-- TASK TO CARRY OUT --
Go through the records below and show every line with the string "ReportStatus".

-- RECORDS TO USE --
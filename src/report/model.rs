//! Report data model.
//!
//! Field names on the wire are the ones existing report documents use
//! (`namaKegiatan`, `uraianKegiatan`, `gambar`, ...); the Rust names are
//! their English equivalents. Every field defaults when absent, since the
//! write path strips empty values before storing.

use chrono::{DateTime, Utc};
use reportforge_common::{AttachmentKind, ReportStatus};
use serde::{Deserialize, Deserializer, Serialize};

/// Image list deserializer that tolerates `null` for the list and its entries.
pub(crate) fn deserialize_images<'de, D>(deserializer: D) -> Result<Vec<String>, D::Error>
where
    D: Deserializer<'de>,
{
    let images = Option::<Vec<Option<String>>>::deserialize(deserializer)?;
    Ok(images.unwrap_or_default().into_iter().flatten().collect())
}

fn first_day() -> u32 {
    1
}

/// One day of activity within a report.
#[derive(Debug, Clone, PartialEq, Serialize, Deserialize)]
pub struct ActivityDay {
    /// 1-based day number.
    #[serde(rename = "hari", default = "first_day")]
    pub day: u32,
    #[serde(rename = "tanggal", default)]
    pub date: String,
    /// Rich-text HTML.
    #[serde(rename = "deskripsi", default)]
    pub description: String,
    /// Image references in display order.
    #[serde(rename = "gambar", default, deserialize_with = "deserialize_images")]
    pub images: Vec<String>,
}

impl Default for ActivityDay {
    fn default() -> Self {
        Self {
            day: first_day(),
            date: String::new(),
            description: String::new(),
            images: Vec::new(),
        }
    }
}

/// A person carrying out the activity.
#[derive(Debug, Clone, Default, PartialEq, Serialize, Deserialize)]
#[serde(default)]
pub struct Executor {
    #[serde(rename = "nama")]
    pub name: String,
    #[serde(rename = "jabatan")]
    pub position: String,
    /// Employee number.
    #[serde(skip_serializing_if = "Option::is_none")]
    pub nip: Option<String>,
}

/// A document attached to a report.
#[derive(Debug, Clone, Default, PartialEq, Serialize, Deserialize)]
#[serde(default)]
pub struct Attachment {
    #[serde(rename = "nama")]
    pub name: String,
    #[serde(rename = "jenis")]
    pub kind: AttachmentKind,
    /// URL or data URI.
    #[serde(skip_serializing_if = "Option::is_none")]
    pub file: Option<String>,
}

/// An activity report.
#[derive(Debug, Clone, Default, PartialEq, Serialize, Deserialize)]
#[serde(default)]
pub struct Report {
    #[serde(skip_serializing_if = "Option::is_none")]
    pub id: Option<String>,
    #[serde(rename = "namaKegiatan")]
    pub activity_name: String,
    /// Background, legal basis and goals in one rich-text block.
    #[serde(rename = "pendahuluan")]
    pub introduction: String,
    #[serde(rename = "waktuMulai")]
    pub start_time: String,
    #[serde(rename = "waktuSelesai")]
    pub end_time: String,
    #[serde(rename = "tempatPelaksanaan")]
    pub venue: String,
    #[serde(rename = "pelaksana")]
    pub executors: Vec<Executor>,
    #[serde(rename = "sumberPendanaan")]
    pub funding_source: String,
    #[serde(rename = "uraianKegiatan")]
    pub days: Vec<ActivityDay>,
    #[serde(rename = "rekomendasi")]
    pub recommendation: String,
    #[serde(rename = "ucapanTerimakasih")]
    pub acknowledgement: String,
    #[serde(rename = "lampiran")]
    pub attachments: Vec<Attachment>,
    #[serde(rename = "createdAt", skip_serializing_if = "Option::is_none")]
    pub created_at: Option<String>,
    #[serde(rename = "updatedAt", skip_serializing_if = "Option::is_none")]
    pub updated_at: Option<String>,
    pub status: ReportStatus,
    #[serde(rename = "createdBy", skip_serializing_if = "Option::is_none")]
    pub created_by: Option<String>,
}

impl Report {
    /// Every image reference of every day, in day order.
    pub fn all_images(&self) -> impl Iterator<Item = &String> {
        self.days.iter().flat_map(|d| d.images.iter())
    }

    /// Image lists grouped per day.
    pub fn image_groups(&self) -> Vec<Vec<String>> {
        self.days.iter().map(|d| d.images.clone()).collect()
    }
}

/// The flat single-day form the report editor works with.
#[derive(Debug, Clone, Default, PartialEq, Serialize, Deserialize)]
#[serde(default)]
pub struct ReportForm {
    #[serde(rename = "namaKegiatan")]
    pub activity_name: String,
    #[serde(rename = "tanggal")]
    pub date: String,
    #[serde(rename = "waktuMulai")]
    pub start_time: String,
    #[serde(rename = "waktuSelesai")]
    pub end_time: String,
    #[serde(rename = "lokasi")]
    pub location: String,
    #[serde(rename = "deskripsi")]
    pub description: String,
    #[serde(rename = "penanggungJawab")]
    pub person_in_charge: String,
    #[serde(rename = "jabatanPenanggungJawab")]
    pub person_in_charge_position: String,
    #[serde(rename = "nipPenanggungJawab", skip_serializing_if = "Option::is_none")]
    pub person_in_charge_nip: Option<String>,
    #[serde(rename = "pendahuluan")]
    pub introduction: String,
    #[serde(rename = "sumberPendanaan")]
    pub funding_source: String,
    #[serde(rename = "rekomendasi")]
    pub recommendation: String,
    #[serde(rename = "ucapanTerimakasih")]
    pub acknowledgement: String,
    #[serde(rename = "gambar", alias = "gambarPreview", deserialize_with = "deserialize_images")]
    pub images: Vec<String>,
}

/// The locally remembered draft.
#[derive(Debug, Clone, PartialEq, Serialize, Deserialize)]
#[serde(rename_all = "camelCase")]
pub struct DraftSlot {
    #[serde(flatten)]
    pub form: ReportForm,
    /// Document the draft was last written to.
    #[serde(alias = "firebaseId", skip_serializing_if = "Option::is_none")]
    pub document_id: Option<String>,
    pub saved_at: DateTime<Utc>,
}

-- EXERCISE RESULT --
use reportforge_common::{AttachmentKind, ReportStatus};
    pub status: ReportStatus,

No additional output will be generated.